TASK: Transcribe the following entries word for word. End with the line where "error in JSON output." appears.

Records from a data source:
== Segment start ==

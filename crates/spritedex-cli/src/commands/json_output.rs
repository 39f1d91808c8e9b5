//! JSON output types for machine-readable CLI output.
//!
//! Every command that accepts `--json` prints a single [`CommandOutput`]
//! envelope to stdout. The envelope shape is shared; the `result` payload is
//! command specific.

use serde::{Deserialize, Serialize};
use spritedex_catalog::{LoadError, LoadWarning};

use crate::input::InputError;

/// Error codes for CLI operations.
///
/// These codes are stable and can be used for programmatic error handling.
/// Catalog load errors pass through with their own `E0xx` codes.
pub mod error_codes {
    /// File could not be read
    pub const FILE_READ: &str = "CLI_001";
    /// Unknown file extension
    pub const UNKNOWN_EXTENSION: &str = "CLI_002";
    /// JSON parse error
    pub const JSON_PARSE: &str = "CLI_003";
    /// Unknown load profile
    pub const UNKNOWN_PROFILE: &str = "CLI_004";
    /// Query could not be interpreted
    pub const INVALID_QUERY: &str = "CLI_005";
    /// Query matched no tile
    pub const NOT_FOUND: &str = "CLI_006";
    /// Invalid sampling range
    pub const INVALID_RANGE: &str = "CLI_007";
    /// XML parse error
    pub const XML_PARSE: &str = "CLI_008";
}

/// A structured error in JSON output.
#[derive(Debug, Clone, Serialize, Deserialize, PartialEq, Eq)]
pub struct JsonError {
    /// Stable error code (e.g., "CLI_001", "E009")
    pub code: String,
    /// Human-readable error message
    pub message: String,
    /// Raw id of the offending tile record (if applicable)
    #[serde(skip_serializing_if = "Option::is_none")]
    pub tile: Option<i64>,
    /// Field within the record or table (if applicable)
    #[serde(skip_serializing_if = "Option::is_none")]
    pub path: Option<String>,
    /// Source file path (if applicable)
    #[serde(skip_serializing_if = "Option::is_none")]
    pub file: Option<String>,
}

impl JsonError {
    /// Creates a new error with code and message.
    pub fn new(code: impl Into<String>, message: impl Into<String>) -> Self {
        Self {
            code: code.into(),
            message: message.into(),
            tile: None,
            path: None,
            file: None,
        }
    }

    /// Sets the field path for this error.
    pub fn with_path(mut self, path: impl Into<String>) -> Self {
        self.path = Some(path.into());
        self
    }

    /// Sets the file path for this error.
    pub fn with_file(mut self, file: impl Into<String>) -> Self {
        self.file = Some(file.into());
        self
    }
}

/// A structured warning in JSON output.
#[derive(Debug, Clone, Serialize, Deserialize, PartialEq, Eq)]
pub struct JsonWarning {
    /// Stable warning code (e.g., "W001")
    pub code: String,
    /// Human-readable warning message
    pub message: String,
    /// Raw id of the offending tile record (if applicable)
    #[serde(skip_serializing_if = "Option::is_none")]
    pub tile: Option<i64>,
    /// Field within the record or table (if applicable)
    #[serde(skip_serializing_if = "Option::is_none")]
    pub path: Option<String>,
}

/// The envelope printed by every `--json` command.
#[derive(Debug, Clone, Serialize, Deserialize)]
pub struct CommandOutput<T> {
    /// Whether the command succeeded
    pub success: bool,
    /// Errors encountered
    pub errors: Vec<JsonError>,
    /// Warnings reported while loading the table
    pub warnings: Vec<JsonWarning>,
    /// Command result (on success)
    #[serde(skip_serializing_if = "Option::is_none")]
    pub result: Option<T>,
}

impl<T: Serialize> CommandOutput<T> {
    /// Creates a successful output.
    pub fn success(result: T, warnings: Vec<JsonWarning>) -> Self {
        Self {
            success: true,
            errors: Vec::new(),
            warnings,
            result: Some(result),
        }
    }

    /// Creates a failed output.
    pub fn failure(errors: Vec<JsonError>, warnings: Vec<JsonWarning>) -> Self {
        Self {
            success: false,
            errors,
            warnings,
            result: None,
        }
    }

    /// Serializes and prints the output to stdout.
    pub fn print(&self) -> anyhow::Result<()> {
        println!("{}", serde_json::to_string_pretty(self)?);
        Ok(())
    }
}

/// Converts an input error into a JSON error.
pub fn input_error_to_json(error: &InputError, file: Option<&str>) -> JsonError {
    let code = match error {
        InputError::FileRead { .. } => error_codes::FILE_READ,
        InputError::UnknownExtension { .. } => error_codes::UNKNOWN_EXTENSION,
        InputError::JsonParse { .. } => error_codes::JSON_PARSE,
        InputError::XmlParse { .. } => error_codes::XML_PARSE,
    };
    let json = JsonError::new(code, error.to_string());
    match file {
        Some(file) => json.with_file(file),
        None => json,
    }
}

/// Converts a catalog load error into a JSON error.
pub fn load_error_to_json(error: &LoadError) -> JsonError {
    JsonError {
        code: error.code.code().to_string(),
        message: error.message.clone(),
        tile: error.location.tile,
        path: error.location.field.clone(),
        file: None,
    }
}

/// Converts a catalog load warning into a JSON warning.
pub fn load_warning_to_json(warning: &LoadWarning) -> JsonWarning {
    JsonWarning {
        code: warning.code.code().to_string(),
        message: warning.message.clone(),
        tile: warning.location.tile,
        path: warning.location.field.clone(),
    }
}

#[cfg(test)]
mod tests {
    use super::*;
    use pretty_assertions::assert_eq;
    use spritedex_catalog::{ErrorCode, Location, WarningCode};

    #[test]
    fn test_load_error_to_json() {
        let error = LoadError::at(
            ErrorCode::DanglingFrameReference,
            "animation frame references tile 99, which does not exist",
            Location::tile(3, "animation[1].tile_id"),
        );
        let json = load_error_to_json(&error);
        assert_eq!(json.code, "E009");
        assert_eq!(json.tile, Some(3));
        assert_eq!(json.path.as_deref(), Some("animation[1].tile_id"));
    }

    #[test]
    fn test_load_warning_to_json() {
        let warning = LoadWarning::at(
            WarningCode::UnknownAttribute,
            "attribute 'speed' is not recognized on creature tiles",
            Location::tile(0, "properties.speed"),
        );
        let json = load_warning_to_json(&warning);
        assert_eq!(json.code, "W001");
        assert_eq!(json.tile, Some(0));
    }

    #[test]
    fn test_input_error_to_json() {
        let error = InputError::UnknownExtension {
            extension: Some("tmx".to_string()),
        };
        let json = input_error_to_json(&error, Some("world.tmx"));
        assert_eq!(json.code, error_codes::UNKNOWN_EXTENSION);
        assert_eq!(json.file.as_deref(), Some("world.tmx"));

        let error = InputError::XmlParse {
            message: "unexpected end of stream".to_string(),
        };
        assert_eq!(input_error_to_json(&error, None).code, "CLI_008");
    }

    #[test]
    fn test_envelope_omits_missing_result() {
        let output: CommandOutput<u32> =
            CommandOutput::failure(vec![JsonError::new(error_codes::NOT_FOUND, "none")], vec![]);
        let value = serde_json::to_value(&output).unwrap();
        assert_eq!(value["success"], false);
        assert!(value.get("result").is_none());
        assert_eq!(value["errors"][0]["code"], "CLI_006");
        assert!(value["errors"][0].get("tile").is_none());
    }
}
//! CLI argument definitions for the spritedex command-line interface.
//!
//! All `#[derive(Parser)]` and `#[derive(Subcommand)]` types are defined here,
//! keeping `main.rs` focused on dispatch logic.

use clap::{Parser, Subcommand};

/// Spritedex - sprite sheet catalog inspection and appearance lookup
#[derive(Parser)]
#[command(name = "spritedex")]
#[command(author, version, about, long_about = None)]
#[command(propagate_version = true)]
pub(crate) struct Cli {
    /// Enable debug logging on stderr
    #[arg(short, long, global = true)]
    pub verbose: bool,

    /// Disable colored output
    #[arg(long, global = true)]
    pub no_color: bool,

    #[command(subcommand)]
    pub command: Commands,
}

#[derive(Subcommand)]
pub(crate) enum Commands {
    /// Validate a tile table and report every error and warning
    Validate {
        /// Path to the table file (.json native, .tsj or .tsx Tiled)
        #[arg(short, long)]
        table: String,

        /// Load profile (default, strict, lenient)
        #[arg(long)]
        profile: Option<String>,

        /// Output machine-readable JSON diagnostics (no colored output)
        #[arg(long)]
        json: bool,
    },

    /// Summarize a catalog: grid, fingerprint, subclasses, imagesets
    Inspect {
        /// Path to the table file (.json native, .tsj or .tsx Tiled)
        #[arg(short, long)]
        table: String,

        /// Output machine-readable JSON (no colored output)
        #[arg(long)]
        json: bool,
    },

    /// Resolve an appearance to a tile and its current frame
    Resolve {
        /// Path to the table file (.json native, .tsj or .tsx Tiled)
        #[arg(short, long)]
        table: String,

        /// Entity kind
        #[arg(long, default_value = "creature")]
        kind: String,

        /// Imageset (skin) name
        #[arg(short, long)]
        imageset: String,

        /// Facing direction (down, left, right, up)
        #[arg(short, long)]
        direction: String,

        /// Subclass (npc, human, player, mob); omitted matches any
        #[arg(short, long)]
        subclass: Option<String>,

        /// Elapsed animation time in milliseconds
        #[arg(long, default_value_t = 0)]
        at: u64,

        /// Output machine-readable JSON (no colored output)
        #[arg(long)]
        json: bool,
    },

    /// Print the frame timeline of a tile
    Sample {
        /// Path to the table file (.json native, .tsj or .tsx Tiled)
        #[arg(short, long)]
        table: String,

        /// Tile id to sample
        #[arg(long)]
        tile: u32,

        /// First elapsed time in milliseconds
        #[arg(long, default_value_t = 0)]
        from: u64,

        /// End of the window in milliseconds, exclusive (default: one loop)
        #[arg(long)]
        to: Option<u64>,

        /// Step in milliseconds (default: shortest frame duration)
        #[arg(long)]
        step: Option<u64>,

        /// Output machine-readable JSON (no colored output)
        #[arg(long)]
        json: bool,
    },

    /// Convert a Tiled tileset into a native tile table
    Convert {
        /// Input file (.tsj or .tsx Tiled, or .json)
        #[arg(short, long)]
        input: String,

        /// Output native table path
        #[arg(short, long)]
        output: String,

        /// Write the table even if it does not load
        #[arg(long)]
        allow_invalid: bool,

        /// Output machine-readable JSON (no colored output)
        #[arg(long)]
        json: bool,
    },
}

== Segment end ==

RESPONSE AREA:
filename crates/spritedex-cli/src/commands/json_output.rs
repository 39f1d91808c8e9b5
//! JSON output types for machine-readable CLI output.
//!
//! Every command that accepts `--json` prints a single [`CommandOutput`]
//! envelope to stdout. The envelope shape is shared; the `result` payload is
//! command specific.

use serde::{Deserialize, Serialize};
use spritedex_catalog::{LoadError, LoadWarning};

use crate::input::InputError;

/// Error codes for CLI operations.
///
/// These codes are stable and can be used for programmatic error handling.
/// Catalog load errors pass through with their own `E0xx` codes.
pub mod error_codes {
    /// File could not be read
    pub const FILE_READ: &str = "CLI_001";
    /// Unknown file extension
    pub const UNKNOWN_EXTENSION: &str = "CLI_002";
    /// JSON parse error
    pub const JSON_PARSE: &str = "CLI_003";
    /// Unknown load profile
    pub const UNKNOWN_PROFILE: &str = "CLI_004";
    /// Query could not be interpreted
    pub const INVALID_QUERY: &str = "CLI_005";
    /// Query matched no tile
    pub const NOT_FOUND: &str = "CLI_006";
    /// Invalid sampling range
    pub const INVALID_RANGE: &str = "CLI_007";
    /// XML parse error
    pub const XML_PARSE: &str = "CLI_008";
}

/// A structured error in JSON output.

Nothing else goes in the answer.